Aluminium is used by some plants but it is not an essential nutrient and it is toxic to many plants. Your soil will contain some aluminium as about 7% of the Earth's crust is aluminium but ideally, your plants shouldn't take up much of this aluminium.
High levels of aluminium are toxic to some plants and are associated with acidic soil. Indeed, most of the problems associated with acidic soil are due to aluminium toxicity. Aluminium has the following affects on plants:
- Roots - aluminium decreases the amount of roots a plant produces and it also reduces the function of roots that are produced. This means that plants are not able to uptake as much water or as many nutrients as they require.
- Phosphorus - aluminium prevents plants from being able to uptake phosphorus.
- Calcium - aluminium prevents plants from being able to uptake and use calcium.
- Magnesium - aluminium also prevents plants from being able to uptake and use magnesium.
- Sulfur - aluminium reduces the amount of sulfur that can be taken up by plants.
Symptoms of Aluminium Toxicity
Plants will become stunted if they absorb too much aluminium. They may also show symptoms of phosphorus deficiency, calcium deficiency, magnesium deficiency or sulfur deficiency. Plants suffering from aluminium will frequently also suffer from manganese toxicity. This is usually due to a low soil pH and is not believed to be a result of excess aluminium itself.

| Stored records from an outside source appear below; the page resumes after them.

//! CIE XYZ and CIE L*a*b* conversions.
//!
//! RGB channels are expected in `0.0..=255.0`. XYZ is scaled to `0..100`
//! and normalized against the D65 reference white when converting to Lab.

/// D65 reference white, X component.
pub const REF_X: f64 = 95.047;
/// D65 reference white, Y component.
pub const REF_Y: f64 = 100.000;
/// D65 reference white, Z component.
pub const REF_Z: f64 = 108.883;

/// Below this normalized sRGB value the gamma curve is linear.
const SRGB_LINEAR_THRESHOLD: f64 = 0.04045;
/// Below this normalized XYZ value the Lab transform is linear.
const LAB_LINEAR_THRESHOLD: f64 = 0.008856;

/// A color in CIE XYZ space (0..100 scale).
#[derive(Debug, Clone, Copy, PartialEq)]
pub struct Xyz {
    pub x: f64,
    pub y: f64,
    pub z: f64,
}

/// A color in CIE L*a*b* space.
#[derive(Debug, Clone, Copy, PartialEq)]
pub struct Lab {
    /// Lightness (0..100)
    pub l: f64,
    /// Green-red axis
    pub a: f64,
    /// Blue-yellow axis
    pub b: f64,
}

impl Lab {
    #[inline]
    pub fn new(l: f64, a: f64, b: f64) -> Self {
        Self { l, a, b }
    }

    /// Chroma, the distance from the neutral axis.
    #[inline]
    pub fn chroma(&self) -> f64 {
        self.a.hypot(self.b)
    }
}

impl From<[f64; 3]> for Lab {
    /// Convert RGB coordinates to Lab.
    fn from(rgb: [f64; 3]) -> Self {
        rgb_to_lab(rgb[0], rgb[1], rgb[2])
    }
}

#[inline]
fn gamma_decode(channel: f64) -> f64 {
    let c = channel / 255.0;
    let linear = if c > SRGB_LINEAR_THRESHOLD {
        ((c + 0.055) / 1.055).powf(2.4)
    } else {
        c / 12.92
    };
    linear * 100.0
}

#[inline]
fn lab_transform(value: f64, reference: f64) -> f64 {
    let v = value / reference;
    if v > LAB_LINEAR_THRESHOLD {
        v.cbrt()
    } else {
        7.787 * v + 16.0 / 116.0
    }
}

/// Convert sRGB to XYZ.
pub fn rgb_to_xyz(r: f64, g: f64, b: f64) -> Xyz {
    let r = gamma_decode(r);
    let g = gamma_decode(g);
    let b = gamma_decode(b);

    Xyz {
        x: r * 0.4124 + g * 0.3576 + b * 0.1805,
        y: r * 0.2126 + g * 0.7152 + b * 0.0722,
        z: r * 0.0193 + g * 0.1192 + b * 0.9505,
    }
}

/// Convert XYZ to Lab against the D65 reference white.
pub fn xyz_to_lab(xyz: Xyz) -> Lab {
    let x = lab_transform(xyz.x, REF_X);
    let y = lab_transform(xyz.y, REF_Y);
    let z = lab_transform(xyz.z, REF_Z);

    Lab {
        l: 116.0 * y - 16.0,
        a: 500.0 * (x - y),
        b: 200.0 * (y - z),
    }
}

/// Convert sRGB straight to Lab.
#[inline]
pub fn rgb_to_lab(r: f64, g: f64, b: f64) -> Lab {
    xyz_to_lab(rgb_to_xyz(r, g, b))
}
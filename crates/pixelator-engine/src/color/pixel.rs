//! Packed ARGB pixel and its blending accumulator.
//!
//! A [`Pixel`] is a 32-bit ARGB value (alpha in bits 24-31, red 16-23,
//! green 8-15, blue 0-7). Weighted blending never happens on the packed
//! value directly: callers accumulate into a [`PixelAccumulator`] and
//! repack once all weights have been applied.

use std::fmt;
use std::str::FromStr;

use thiserror::Error;

use super::distance::{distance, DistanceFormula};
use super::hsb::{hsb_to_rgb, rgb_to_hsb};
use super::scale::PerceptionLevel;

/// Fully opaque alpha channel value.
pub const OPAQUE: u8 = 0xFF;

/// Slack added before truncation so that weight sums like
/// `0.1 + 24 * 0.0375` that land a hair under an integer still repack to it.
const REPACK_EPSILON: f64 = 1e-6;

/// Error type for parsing hex color strings.
#[derive(Debug, Clone, PartialEq, Eq, Error)]
pub enum ParseColorError {
    /// Hex string has invalid length (must be 3, 6 or 8 digits after stripping '#')
    #[error("invalid hex color length (expected 3, 6 or 8 characters)")]
    InvalidLength,
    /// Invalid hexadecimal character encountered
    #[error("invalid hex character: {0}")]
    InvalidHex(#[from] std::num::ParseIntError),
    /// Input contains non-ASCII characters
    #[error("hex color must be ASCII")]
    NotAscii,
}

/// One of the four channels of a [`Pixel`].
#[derive(Debug, Clone, Copy, PartialEq, Eq)]
pub enum Channel {
    Alpha,
    Red,
    Green,
    Blue,
}

impl Channel {
    #[inline]
    fn shift(self) -> u32 {
        match self {
            Channel::Alpha => 24,
            Channel::Red => 16,
            Channel::Green => 8,
            Channel::Blue => 0,
        }
    }
}

/// A packed ARGB color.
///
/// # Example
///
/// ```
/// use pixelator_engine::Pixel;
///
/// let red = Pixel::opaque(255, 0, 0);
/// assert_eq!(red.argb(), 0xFFFF_0000);
/// assert_eq!(red.red(), 255);
/// assert_eq!(red.alpha(), 255);
/// ```
#[derive(Debug, Clone, Copy, PartialEq, Eq, Hash, Default)]
pub struct Pixel(u32);

impl Pixel {
    /// Opaque black, used as the edge marker by edge detection.
    pub const BLACK: Pixel = Pixel(0xFF00_0000);
    /// Opaque white.
    pub const WHITE: Pixel = Pixel(0xFFFF_FFFF);

    /// Pack four channels into a pixel.
    #[inline]
    pub const fn new(alpha: u8, red: u8, green: u8, blue: u8) -> Self {
        Self(((alpha as u32) << 24) | ((red as u32) << 16) | ((green as u32) << 8) | blue as u32)
    }

    /// Pack an opaque pixel.
    #[inline]
    pub const fn opaque(red: u8, green: u8, blue: u8) -> Self {
        Self::new(OPAQUE, red, green, blue)
    }

    /// Wrap an already packed ARGB value.
    #[inline]
    pub const fn from_argb(argb: u32) -> Self {
        Self(argb)
    }

    /// Build an opaque pixel from an RGB value without alpha (`0xRRGGBB`).
    #[inline]
    pub const fn from_rgb(rgb: u32) -> Self {
        Self(0xFF00_0000 | (rgb & 0x00FF_FFFF))
    }

    /// Build an opaque pixel from floating-point RGB coordinates.
    ///
    /// Each coordinate is truncated toward zero and clamped into `[0,255]`.
    /// Used to turn k-means centroids back into colors.
    pub fn from_rgb_f64(rgb: [f64; 3]) -> Self {
        let [r, g, b] = rgb.map(|c| c.trunc().clamp(0.0, 255.0) as u8);
        Self::opaque(r, g, b)
    }

    #[inline]
    pub const fn argb(self) -> u32 {
        self.0
    }

    /// RGB part of the pixel with the alpha bits cleared.
    #[inline]
    pub const fn rgb(self) -> u32 {
        self.0 & 0x00FF_FFFF
    }

    #[inline]
    pub const fn alpha(self) -> u8 {
        (self.0 >> 24) as u8
    }

    #[inline]
    pub const fn red(self) -> u8 {
        (self.0 >> 16) as u8
    }

    #[inline]
    pub const fn green(self) -> u8 {
        (self.0 >> 8) as u8
    }

    #[inline]
    pub const fn blue(self) -> u8 {
        self.0 as u8
    }

    #[inline]
    pub fn channel(self, channel: Channel) -> u8 {
        (self.0 >> channel.shift()) as u8
    }

    /// Overwrite a single channel in place.
    pub fn set_channel(&mut self, channel: Channel, value: u8) {
        let shift = channel.shift();
        self.0 = (self.0 & !(0xFF << shift)) | ((value as u32) << shift);
    }

    /// RGB components as floating-point coordinates, the input format of the
    /// color-distance engine.
    #[inline]
    pub fn rgb_f64(self) -> [f64; 3] {
        [self.red() as f64, self.green() as f64, self.blue() as f64]
    }

    /// Relative luminance `0.299R + 0.587G + 0.114B`.
    #[inline]
    pub fn luminance(self) -> f64 {
        0.299 * self.red() as f64 + 0.587 * self.green() as f64 + 0.114 * self.blue() as f64
    }

    /// Scale the HSB saturation by `factor`, clamping it into `[0,1]`.
    ///
    /// Alpha is left untouched.
    pub fn increase_saturation(&mut self, factor: f32) {
        let mut hsb = rgb_to_hsb(self.red(), self.green(), self.blue());
        hsb.saturation = (hsb.saturation * factor).clamp(0.0, 1.0);
        let (r, g, b) = hsb_to_rgb(hsb);
        *self = Self::new(self.alpha(), r, g, b);
    }

    /// Apply the photographic contrast curve.
    ///
    /// `amount` is clamped into `[-128, 128]`; `0` leaves the pixel unchanged.
    pub fn increase_contrast(&mut self, amount: i32) {
        let amount = amount.clamp(-128, 128) as f64;
        let factor = (259.0 * (amount + 255.0)) / (255.0 * (259.0 - amount));
        let adjust = |c: u8| (factor * (c as f64 - 128.0) + 128.0).clamp(0.0, 255.0) as u8;
        *self = Self::new(
            self.alpha(),
            adjust(self.red()),
            adjust(self.green()),
            adjust(self.blue()),
        );
    }

    /// Perceptual distance to another pixel (RGB only, alpha ignored).
    #[inline]
    pub fn difference(self, other: Pixel, formula: DistanceFormula) -> f64 {
        distance(self.rgb_f64(), other.rgb_f64(), formula)
    }

    /// CIE76 distance bucketed into the perceptual scale.
    #[inline]
    pub fn difference_scale(self, other: Pixel) -> PerceptionLevel {
        PerceptionLevel::between(self, other)
    }

    /// Average of a set of pixels: a zero accumulator blended with weight
    /// `1/n` against every element, then repacked.
    ///
    /// Returns `None` for an empty slice.
    pub fn average(pixels: &[Pixel]) -> Option<Pixel> {
        if pixels.is_empty() {
            return None;
        }
        let weight = 1.0 / pixels.len() as f64;
        let mut acc = PixelAccumulator::zero();
        for &p in pixels {
            acc.add(p, weight);
        }
        Some(acc.repack())
    }

    /// Hex representation `#RRGGBB` (alpha omitted).
    pub fn to_hex(self) -> String {
        format!("#{:02x}{:02x}{:02x}", self.red(), self.green(), self.blue())
    }
}

impl fmt::Display for Pixel {
    fn fmt(&self, f: &mut fmt::Formatter<'_>) -> fmt::Result {
        write!(f, "#{:08x}", self.0)
    }
}

impl From<u32> for Pixel {
    fn from(argb: u32) -> Self {
        Self(argb)
    }
}

impl From<Pixel> for u32 {
    fn from(pixel: Pixel) -> Self {
        pixel.0
    }
}

impl FromStr for Pixel {
    type Err = ParseColorError;

    /// Parse a hex color.
    ///
    /// Supports `#RGB`, `#RRGGBB` (opaque) and `#AARRGGBB`, with or without
    /// the leading `#`. Parsing is case-insensitive; surrounding whitespace
    /// is trimmed.
    ///
    /// ```
    /// use pixelator_engine::Pixel;
    ///
    /// let red: Pixel = "#F00".parse().unwrap();
    /// assert_eq!(red, Pixel::opaque(255, 0, 0));
    /// let translucent: Pixel = "80ff0000".parse().unwrap();
    /// assert_eq!(translucent.alpha(), 0x80);
    /// ```
    fn from_str(s: &str) -> Result<Self, Self::Err> {
        let s = s.trim();
        let s = s.strip_prefix('#').unwrap_or(s);
        if !s.is_ascii() {
            return Err(ParseColorError::NotAscii);
        }
        let byte = |range: std::ops::Range<usize>| u8::from_str_radix(&s[range], 16);

        match s.len() {
            3 => {
                // Shorthand: each digit expands to two (0xF -> 0xFF)
                let r = u8::from_str_radix(&s[0..1], 16)? * 17;
                let g = u8::from_str_radix(&s[1..2], 16)? * 17;
                let b = u8::from_str_radix(&s[2..3], 16)? * 17;
                Ok(Self::opaque(r, g, b))
            }
            6 => Ok(Self::opaque(byte(0..2)?, byte(2..4)?, byte(4..6)?)),
            8 => Ok(Self::new(byte(0..2)?, byte(2..4)?, byte(4..6)?, byte(6..8)?)),
            _ => Err(ParseColorError::InvalidLength),
        }
    }
}

/// Floating-point accumulator for weighted blending.
///
/// Channels grow unclamped while weights are added; [`repack`](Self::repack)
/// truncates each channel into `[0,255]` and produces the packed pixel.
#[derive(Debug, Clone, Copy, PartialEq, Default)]
pub struct PixelAccumulator {
    alpha: f64,
    red: f64,
    green: f64,
    blue: f64,
}

impl PixelAccumulator {
    /// The zero pixel used as the starting point of a blend.
    #[inline]
    pub fn zero() -> Self {
        Self::default()
    }

    /// Accumulate `channel += pixel.channel * weight` for all four channels.
    #[inline]
    pub fn add(&mut self, pixel: Pixel, weight: f64) {
        self.alpha += pixel.alpha() as f64 * weight;
        self.red += pixel.red() as f64 * weight;
        self.green += pixel.green() as f64 * weight;
        self.blue += pixel.blue() as f64 * weight;
    }

    /// Multiply every channel by `factor`.
    #[inline]
    pub fn scale(&mut self, factor: f64) {
        self.alpha *= factor;
        self.red *= factor;
        self.green *= factor;
        self.blue *= factor;
    }

    /// Truncate each channel into `[0,255]` and pack.
    pub fn repack(&self) -> Pixel {
        let channel = |v: f64| (v + REPACK_EPSILON).trunc().clamp(0.0, 255.0) as u8;
        Pixel::new(
            channel(self.alpha),
            channel(self.red),
            channel(self.green),
            channel(self.blue),
        )
    }
}
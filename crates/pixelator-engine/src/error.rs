//! Umbrella error for callers that drive several engine components.

use thiserror::Error;

use crate::color::{ParseColorError, UnknownFormula};
use crate::filter::{UnknownFilter, UnknownStrategy};
use crate::matrix::MatrixError;
use crate::palette::PaletteError;

/// Any error the engine can report.
#[derive(Debug, Clone, PartialEq, Eq, Error)]
pub enum EngineError {
    #[error(transparent)]
    Matrix(#[from] MatrixError),
    #[error(transparent)]
    Palette(#[from] PaletteError),
    #[error("invalid color: {0}")]
    ParseColor(#[from] ParseColorError),
    #[error(transparent)]
    UnknownFormula(#[from] UnknownFormula),
    #[error(transparent)]
    UnknownFilter(#[from] UnknownFilter),
    #[error(transparent)]
    UnknownStrategy(#[from] UnknownStrategy),
}
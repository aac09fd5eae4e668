//! HSB linear-interpolation gradients.
//!
//! Both endpoints are converted to HSB and each of hue, saturation and
//! brightness is interpolated independently, then clamped to `[0,1]` and
//! converted back. Hue is interpolated linearly (no shortest-arc wrap), so a
//! red → blue gradient runs through yellow, green and cyan.

use crate::color::{hsb_to_rgb, rgb_to_hsb, Hsb, Pixel};

/// Number of steps generated by [`Gradient::default_colors`].
pub const DEFAULT_STEPS: usize = 8;
/// Number of steps of a pixel-to-pixel gradient ([`pixel_gradient`]).
pub const PIXEL_GRADIENT_STEPS: usize = 4;
/// Number of steps a gradient-palette ramp is condensed to.
pub const RAMP_CONDENSE_STEPS: usize = 16;

/// Start/end color pair of a gradient.
///
/// # Example
///
/// ```
/// use pixelator_engine::{Gradient, Pixel};
///
/// let gradient = Gradient::new(Pixel::opaque(255, 0, 0), Pixel::opaque(0, 0, 255));
/// let colors = gradient.colors(5);
/// assert_eq!(colors.len(), 5);
/// assert_eq!(colors[0], Pixel::opaque(255, 0, 0));
/// assert_eq!(colors[4], Pixel::opaque(0, 0, 255));
/// ```
#[derive(Debug, Clone, Copy, PartialEq, Eq)]
pub struct Gradient {
    start: Pixel,
    end: Pixel,
}

impl Default for Gradient {
    /// Red to blue.
    fn default() -> Self {
        Self::new(Pixel::from_rgb(0xFF0000), Pixel::from_rgb(0x0000FF))
    }
}

impl Gradient {
    #[inline]
    pub fn new(start: Pixel, end: Pixel) -> Self {
        Self { start, end }
    }

    #[inline]
    pub fn start(&self) -> Pixel {
        self.start
    }

    #[inline]
    pub fn end(&self) -> Pixel {
        self.end
    }

    pub fn set_start(&mut self, start: Pixel) {
        self.start = start;
    }

    pub fn set_end(&mut self, end: Pixel) {
        self.end = end;
    }

    /// The gradient with [`DEFAULT_STEPS`] steps.
    pub fn default_colors(&self) -> Vec<Pixel> {
        self.colors(DEFAULT_STEPS)
    }

    /// Generate `steps` opaque colors from start to end.
    ///
    /// `steps == 0` yields nothing, `steps == 1` yields only the start color.
    pub fn colors(&self, steps: usize) -> Vec<Pixel> {
        generate_gradient(self.start, self.end, steps)
    }
}

#[inline]
fn interpolate(start: f32, end: f32, position: f32) -> f32 {
    (end * position + start * (1.0 - position)).clamp(0.0, 1.0)
}

/// Interpolate `steps` colors between `start` and `end` in HSB space.
pub fn generate_gradient(start: Pixel, end: Pixel, steps: usize) -> Vec<Pixel> {
    let from = rgb_to_hsb(start.red(), start.green(), start.blue());
    let to = rgb_to_hsb(end.red(), end.green(), end.blue());
    let last = steps.saturating_sub(1).max(1) as f32;

    (0..steps)
        .map(|step| {
            let p = step as f32 / last;
            let hsb = Hsb::new(
                interpolate(from.hue, to.hue, p),
                interpolate(from.saturation, to.saturation, p),
                interpolate(from.brightness, to.brightness, p),
            );
            let (r, g, b) = hsb_to_rgb(hsb);
            Pixel::opaque(r, g, b)
        })
        .collect()
}

/// Four-step gradient between two pixels.
pub fn pixel_gradient(start: Pixel, end: Pixel) -> Vec<Pixel> {
    generate_gradient(start, end, PIXEL_GRADIENT_STEPS)
}

#[cfg(test)]
mod tests {
    use super::*;

    fn within_one(a: Pixel, b: Pixel) -> bool {
        [
            (a.red(), b.red()),
            (a.green(), b.green()),
            (a.blue(), b.blue()),
        ]
        .iter()
        .all(|&(x, y)| (x as i32 - y as i32).abs() <= 1)
    }

    #[test]
    fn test_endpoints_reproduced() {
        let pairs = [
            (Pixel::opaque(255, 0, 0), Pixel::opaque(0, 0, 255)),
            (Pixel::opaque(12, 200, 77), Pixel::opaque(250, 240, 10)),
            (Pixel::opaque(0, 0, 0), Pixel::opaque(255, 255, 255)),
            (Pixel::opaque(90, 30, 200), Pixel::opaque(90, 30, 200)),
        ];
        for (start, end) in pairs {
            for steps in [2, 4, 8, 16] {
                let colors = generate_gradient(start, end, steps);
                assert_eq!(colors.len(), steps);
                assert!(within_one(colors[0], start), "{:?} vs {:?}", colors[0], start);
                assert!(
                    within_one(colors[steps - 1], end),
                    "{:?} vs {:?}",
                    colors[steps - 1],
                    end
                );
            }
        }
    }

    #[test]
    fn test_degenerate_step_counts() {
        let start = Pixel::opaque(1, 2, 3);
        let end = Pixel::opaque(200, 100, 50);
        assert!(generate_gradient(start, end, 0).is_empty());
        let single = generate_gradient(start, end, 1);
        assert_eq!(single.len(), 1);
        assert!(within_one(single[0], start));
    }

    #[test]
    fn test_black_to_white_brightness_is_monotonic() {
        let colors = generate_gradient(Pixel::BLACK, Pixel::WHITE, 16);
        for pair in colors.windows(2) {
            assert!(pair[0].red() <= pair[1].red());
            assert_eq!(pair[1].red(), pair[1].green());
        }
    }

    #[test]
    fn test_default_gradient() {
        let gradient = Gradient::default();
        assert_eq!(gradient.start(), Pixel::opaque(255, 0, 0));
        assert_eq!(gradient.end(), Pixel::opaque(0, 0, 255));
        assert_eq!(gradient.default_colors().len(), DEFAULT_STEPS);
        assert_eq!(pixel_gradient(gradient.start(), gradient.end()).len(), 4);
    }

    #[test]
    fn test_setters() {
        let mut gradient = Gradient::default();
        gradient.set_start(Pixel::WHITE);
        gradient.set_end(Pixel::BLACK);
        let colors = gradient.colors(3);
        assert_eq!(colors[0], Pixel::WHITE);
        assert_eq!(colors[2], Pixel::BLACK);
    }
}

Treating Aluminium Toxicity
If the pH of soil is greater than 5.5 (when measured in calcium chloride which is the most common way pH is measured by laboratories performing soil tests - this is roughly pH 6-6.5 when measured in water or with a probe) aluminium is not as available to plants so is less likely to cause toxicity. As such, if a laboratory soil test reveals that the pH of your soil is less than 5.5 or a home pH test reveals that the pH is less than 6, lime can be added to soil to prevent or treat aluminium toxicity. Organic matter, when it accounts for greater than 5% of the soil, can tie up aluminium making it inaccessible by plants, so adding organic matter can be a supplemental means of reducing aluminium toxicity. If raising soil pH is ever difficult, aluminium tolerant plants can be grown. For instance, hydrangeas need aluminium in order to produce blue flowers so they are a good choice for soils that contain elevated levels of aluminium.